This bulb’s basal plate generally has a small bud on it; this is the part where the plant grows from. The plant’s bulb is surrounded by layers of modified leaf structures known as scales, which help the plant store food. The bulb is generally covered by a tunic, a papery skin that helps protect the bulb.

Plant Tubers

Rhizomes of the Zz plant are also often confused with tubers, but these two plant structures are also different, so it is important to distinguish between them. Tubers and rhizomes look very similar, which is why people can easily get confused between the two.

Tubers are structures that also grow in the plant’s soil, but they are modified stems of the plant. Tubers differ from bulbs as they do not have a protective tunic or a basal plant, and the storage structure of tubers is more simplistic.

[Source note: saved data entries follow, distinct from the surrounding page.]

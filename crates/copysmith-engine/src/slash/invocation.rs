use std::ops::Range;

use super::{CommandAction, SlashCommand, matcher::CommandRegistry};

/// A `/token args` line split at the first whitespace.
#[derive(Debug, Clone, Copy, PartialEq, Eq)]
pub struct Invocation<'a> {
    /// The command token including its slash.
    pub token: &'a str,
    /// Everything after the token, trimmed.
    pub args: &'a str,
}

/// Parses a command invocation. The slash must be followed directly by an
/// alphanumeric character.
pub fn parse_invocation(input: &str) -> Option<Invocation<'_>> {
    let trimmed = input.trim_start();
    let rest = trimmed.strip_prefix('/')?;
    if !rest.starts_with(|c: char| c.is_ascii_alphanumeric()) {
        return None;
    }
    let end = trimmed.find(char::is_whitespace).unwrap_or(trimmed.len());
    Some(Invocation {
        token: &trimmed[..end],
        args: trimmed[end..].trim(),
    })
}

/// What an invocation turns into once its command is known.
#[derive(Debug, Clone, PartialEq, Eq)]
pub enum Expansion {
    /// Prompt to submit upstream; trailing arguments follow after a blank line.
    Prompt(String),
    /// Markdown to insert; trailing arguments follow the syntax.
    Insert(String),
}

/// Expands `input` when its first token names a known command.
///
/// Unknown tokens yield `None`; callers keep the literal text as typed.
pub fn expand_invocation(
    input: &str,
    registry: &CommandRegistry,
    user: &[SlashCommand],
) -> Option<Expansion> {
    let invocation = parse_invocation(input)?;
    let Some(cmd) = registry.find(invocation.token, Some(user)) else {
        log::debug!("no slash command for {}", invocation.token);
        return None;
    };

    let expansion = match &cmd.action {
        CommandAction::Prompt(prompt) if invocation.args.is_empty() => Expansion::Prompt(prompt.clone()),
        CommandAction::Prompt(prompt) => Expansion::Prompt(format!("{prompt}\n\n{}", invocation.args)),
        CommandAction::Insert { syntax } => Expansion::Insert(format!("{syntax}{}", invocation.args)),
    };
    Some(expansion)
}

/// The `/word` being typed immediately before the caret.
#[derive(Debug, Clone, PartialEq, Eq)]
pub struct SlashQuery {
    /// Byte range of the slash and the partial token.
    pub range: Range<usize>,
    /// Partial token without the slash; empty right after typing `/`.
    pub query: String,
}

/// Detects a slash command being typed at `caret`.
///
/// The slash must start the text or follow whitespace, so paths and URLs
/// never open the command menu.
pub fn active_query(text: &str, caret: usize) -> Option<SlashQuery> {
    let caret = caret.min(text.len());
    if !text.is_char_boundary(caret) {
        return None;
    }
    let before = &text[..caret];

    let (slash_idx, slash) = before
        .char_indices()
        .rev()
        .find(|&(_, c)| !is_token_char(c))?;
    if slash != '/' {
        return None;
    }
    if before[..slash_idx]
        .chars()
        .next_back()
        .is_some_and(|c| !c.is_whitespace())
    {
        return None;
    }

    Some(SlashQuery {
        range: slash_idx..caret,
        query: before[slash_idx + 1..].to_string(),
    })
}

fn is_token_char(c: char) -> bool {
    c.is_alphanumeric() || c == '-' || c == '_'
}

Tubers still have the scale layers around them, but they also have what is known as eyes, which roots and plant shoots grow from. Tubers do not divide or create offshoots; instead, they grow bigger and bigger every growing season. The most well-known and common example of a tuber is potatoes.

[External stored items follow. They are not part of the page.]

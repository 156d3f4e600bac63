use std::ops::Range;

use super::markers::CompiledMarkers;

/// One alternative draft embedded in a message.
#[derive(Debug, Clone, PartialEq, Eq)]
pub struct EmailVersion {
    /// Lower-cased id, e.g. `a`.
    pub id: String,
    /// Display label, e.g. `Version A`.
    pub label: String,
    pub strategy: Option<String>,
    pub content: String,
    /// Still being written: streaming and no end marker yet.
    pub is_partial: bool,
}

#[derive(Debug, Clone, Default, PartialEq, Eq)]
pub struct ParsedVersions {
    pub has_versions: bool,
    /// Prose before the first start marker. With no markers at all this is
    /// the whole message.
    pub before_content: String,
    /// Prose between a closed version and the next start marker, in
    /// message order.
    pub between_content: Vec<String>,
    /// Prose after the last closed version.
    pub after_content: String,
    pub versions: Vec<EmailVersion>,
    /// The version being written while streaming, else the first version.
    pub active_version: Option<String>,
}

impl ParsedVersions {
    pub fn version(&self, id: &str) -> Option<&EmailVersion> {
        self.versions.iter().find(|v| v.id.eq_ignore_ascii_case(id))
    }
}

#[derive(Debug)]
enum MarkerKind {
    Start,
    End,
}

#[derive(Debug)]
struct Marker {
    kind: MarkerKind,
    id: String,
    range: Range<usize>,
}

impl CompiledMarkers {
    /// Splits `text` into version blocks.
    ///
    /// A start marker with no end marker runs to the next start marker or
    /// the end of the buffer. End markers that do not close the open version
    /// stay in the text as written.
    pub fn parse_versions(&self, text: &str, streaming: bool) -> ParsedVersions {
        let text = if streaming {
            self.trim_partial_marker(text)
        } else {
            text
        };

        let markers: Vec<Marker> = self
            .version
            .captures_iter(text)
            .filter_map(|caps| {
                let range = caps.get(0)?.range();
                let (kind, id) = match (caps.name("start"), caps.name("end")) {
                    (Some(id), _) => (MarkerKind::Start, id),
                    (None, Some(id)) => (MarkerKind::End, id),
                    (None, None) => return None,
                };
                Some(Marker {
                    kind,
                    id: id.as_str().to_lowercase(),
                    range,
                })
            })
            .collect();

        let Some(first_start) = markers
            .iter()
            .find(|m| matches!(m.kind, MarkerKind::Start))
        else {
            return ParsedVersions {
                before_content: text.trim().to_string(),
                ..ParsedVersions::default()
            };
        };
        let before_content = text[..first_start.range.start].trim().to_string();

        let mut versions: Vec<EmailVersion> = Vec::new();
        let mut open: Option<(String, usize)> = None;
        let mut after_start: Option<usize> = None;
        let mut between_content = Vec::new();

        for marker in &markers {
            match marker.kind {
                MarkerKind::Start => {
                    if let Some((id, start)) = open.take() {
                        log::debug!("version {id} has no end marker before the next version");
                        self.push_version(
                            &mut versions,
                            id,
                            &text[start..marker.range.start],
                            streaming,
                        );
                    }
                    if let Some(start) = after_start.take() {
                        let prose = text[start..marker.range.start].trim();
                        if !prose.is_empty() {
                            between_content.push(prose.to_string());
                        }
                    }
                    open = Some((marker.id.clone(), marker.range.end));
                }
                MarkerKind::End => match open.take() {
                    Some((id, start)) if id == marker.id => {
                        self.push_version(
                            &mut versions,
                            id,
                            &text[start..marker.range.start],
                            false,
                        );
                        after_start = Some(marker.range.end);
                    }
                    other => open = other,
                },
            }
        }

        let mut active_version = None;
        if let Some((id, start)) = open {
            if streaming {
                active_version = Some(id.clone());
            }
            self.push_version(&mut versions, id, &text[start..], streaming);
        }

        let after_content = after_start
            .map(|start| text[start..].trim().to_string())
            .unwrap_or_default();

        ParsedVersions {
            has_versions: true,
            before_content,
            between_content,
            after_content,
            active_version: active_version.or_else(|| versions.first().map(|v| v.id.clone())),
            versions,
        }
    }

    /// Later blocks with the same id replace earlier ones in place.
    fn push_version(&self, versions: &mut Vec<EmailVersion>, id: String, body: &str, partial: bool) {
        let version = self.build_version(id, body, partial);
        match versions.iter_mut().find(|v| v.id == version.id) {
            Some(existing) => *existing = version,
            None => versions.push(version),
        }
    }

    fn build_version(&self, id: String, body: &str, partial: bool) -> EmailVersion {
        let body = body.trim();
        let (strategy, content) = match self.split_strategy(body) {
            Some((note, rest)) => (Some(note), rest),
            None => (None, body),
        };
        EmailVersion {
            label: format!("Version {}", id.to_uppercase()),
            id,
            strategy,
            content: content.trim().to_string(),
            is_partial: partial,
        }
    }

    /// A strategy line is only recognised as the first line of a version.
    fn split_strategy<'a>(&self, body: &'a str) -> Option<(String, &'a str)> {
        let re = self.strategy.as_ref()?;
        let (first, rest) = body.split_once('\n').unwrap_or((body, ""));
        let caps = re.captures(first)?;
        let note = caps.name("note")?.as_str().trim();
        if note.is_empty() {
            return None;
        }
        Some((note.to_string(), rest))
    }
}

Problems Zz Plant Rhizomes Can Face

As Zz plant rhizomes are technically root structures and grow in the soil, you need to be careful of root rot with the rhizomes. The rhizomes of the Zz plant can develop root rot as easily as the roots of the plant, and the root rot can spread between the rhizomes and roots of the plant, affecting the entire plant.

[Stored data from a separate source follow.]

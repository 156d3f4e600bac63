mod report;

use anyhow::{Context, Result, bail};
use copysmith_config::Config;
use copysmith_engine::content::CompiledMarkers;
use copysmith_engine::markdown::render_html;
use copysmith_engine::slash::{SlashCommand, filter_combined_commands};
use copysmith_engine::{classify_message, markdown_to_structure, normalize_markdown};
use std::io::Read;
use std::{env, fs, process};

const USAGE: &str = "Usage: copysmith <command> [args]

Commands:
  normalize [FILE]              print canonical markdown
  html [FILE]                   print the rich-text projection as HTML
  parse [--streaming] [FILE]    show how an assistant message is rendered
  commands [QUERY]              list slash commands matching QUERY

FILE defaults to stdin.";

/// Marker syntax and user shortcuts from the config file, or the defaults.
struct Settings {
    markers: CompiledMarkers,
    shortcuts: Vec<SlashCommand>,
}

impl Settings {
    fn load() -> Result<Self> {
        match Config::load()? {
            Some(config) => {
                log::info!("Using config from {}", Config::config_path().display());
                Ok(Self {
                    markers: config.compiled_markers()?,
                    shortcuts: config.user_commands()?,
                })
            }
            None => {
                log::debug!("No config file, using default markers");
                Ok(Self {
                    markers: CompiledMarkers::default(),
                    shortcuts: Vec::new(),
                })
            }
        }
    }
}

fn read_input(path: Option<&str>) -> Result<String> {
    match path {
        Some("-") | None => {
            let mut buf = String::new();
            std::io::stdin()
                .read_to_string(&mut buf)
                .context("Failed to read stdin")?;
            Ok(buf)
        }
        Some(path) => fs::read_to_string(path).with_context(|| format!("Failed to read {path}")),
    }
}

fn run(args: &[String]) -> Result<()> {
    let Some(command) = args.first() else {
        bail!("missing command");
    };
    let rest = &args[1..];

    match command.as_str() {
        "normalize" => {
            let input = read_input(rest.first().map(String::as_str))?;
            print!("{}", normalize_markdown(&input));
        }
        "html" => {
            let input = read_input(rest.first().map(String::as_str))?;
            println!("{}", render_html(&markdown_to_structure(&input)));
        }
        "parse" => {
            let streaming = rest.iter().any(|a| a == "--streaming");
            let file = rest.iter().find(|a| !a.starts_with("--"));
            let input = read_input(file.map(String::as_str))?;
            let settings = Settings::load()?;
            let view = classify_message(&input, &settings.markers, streaming);
            print!("{}", report::render_view(&view));
        }
        "commands" => {
            let query = rest.join(" ");
            let settings = Settings::load()?;
            let matches = filter_combined_commands(&query, &settings.shortcuts);
            if matches.is_empty() {
                eprintln!("No commands match '{query}'");
            }
            print!("{}", report::render_commands(matches));
        }
        "-h" | "--help" | "help" => println!("{USAGE}"),
        other => bail!("unknown command '{other}'"),
    }
    Ok(())
}

fn main() {
    env_logger::Builder::from_default_env()
        .filter_level(log::LevelFilter::Info)
        .init();

    let args: Vec<String> = env::args().skip(1).collect();
    if let Err(e) = run(&args) {
        eprintln!("Error: {e:#}");
        eprintln!("{USAGE}");
        process::exit(1);
    }
}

You need to ensure that your Zz plant is in well-draining, aerated loose soil and offers some oxygen movement in the soil. Do not let your Zz plant sit in excess water, as this will cause root rot for your plant, affecting all the plant’s structures under the soil, including the rhizomes.

ZZ plant

Should Zz Plant Rhizomes Be Exposed?

It is usual for people to notice their Zz plant’s rhizomes sticking out of the soil after they have watered them. This is natural and is due to soil erosion that occurs when you water your plant over and over again in the same location.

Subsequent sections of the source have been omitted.